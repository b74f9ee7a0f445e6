use log::{error, info, LevelFilter};
use rocket::Error as RocketError;

async fn run() -> Result<(), RocketError> {
    info!("Configuring server...");
    let rocket = votacion_backend::build().ignite().await?;
    info!("...server configured!");
    // Our own logger fairing takes over from here.
    log4rs_dynamic_filters::DynamicLevelFilter::set("rocket", LevelFilter::Off);
    let _ = rocket.launch().await?;
    Ok(())
}

#[rocket::main]
async fn main() {
    // Set up logging.
    log4rs::init_file("log4rs.yaml", log4rs_dynamic_filters::default_deserializers())
        .expect("Failed to initialise logging");
    info!("Initialised logging");

    // Launch server.
    if let Err(err) = run().await {
        error!("{err}");
        error!("Critical failure, shutting down");
        std::process::exit(1)
    }
}
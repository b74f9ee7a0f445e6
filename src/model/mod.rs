pub mod api;
pub mod common;
pub mod db;
pub mod mongodb;
pub mod station;
pub mod store;
mod kind;
mod state;

pub use kind::ElectionType;
pub use state::{ElectionAction, ElectionState};

/// Our election IDs are integers.
pub type ElectionId = u32;
/// Our candidate IDs are integers.
pub type CandidateId = u32;
/// Our group ("ficha") IDs are integers.
pub type GroupId = u32;
/// Our person IDs are integers.
pub type PersonId = u32;
//! For some reason, the mongodb crate doesn't provide error code constants.
//! This module fills in the gaps.

use mongodb::error::{Error as DbError, ErrorKind, WriteFailure};

pub const DUPLICATE_KEY: i32 = 11000;

/// Return true if the given error is a duplicate key write error.
pub fn is_duplicate_key_error(err: &DbError) -> bool {
    match *err.kind {
        ErrorKind::Write(WriteFailure::WriteError(ref e)) => e.code == DUPLICATE_KEY,
        ErrorKind::Command(ref e) => e.code == DUPLICATE_KEY,
        _ => false,
    }
}

/// Example data for tests.
#[cfg(test)]
pub mod examples {
    use mongodb::{
        bson::{doc, from_document},
        error::WriteConcernError,
    };

    use super::*;

    /// A write conflict carrying the given error label, as the server reports it.
    pub fn labelled_error(label: &str) -> DbError {
        let failure: WriteConcernError = from_document(doc! {
            "code": 112,
            "codeName": "WriteConflict",
            "errmsg": "Write conflict during plan execution",
            "errorLabels": [label],
        })
        .unwrap();
        ErrorKind::Write(WriteFailure::WriteConcernError(failure)).into()
    }
}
○ ○ ○ ○ ○
TASK REQUIREMENTS | Search the data above and return each line in which "integers" occurs.

EXERCISE OUTPUT |
/// Our election IDs are integers.
/// Our candidate IDs are integers.
/// Our group ("ficha") IDs are integers.
/// Our person IDs are integers.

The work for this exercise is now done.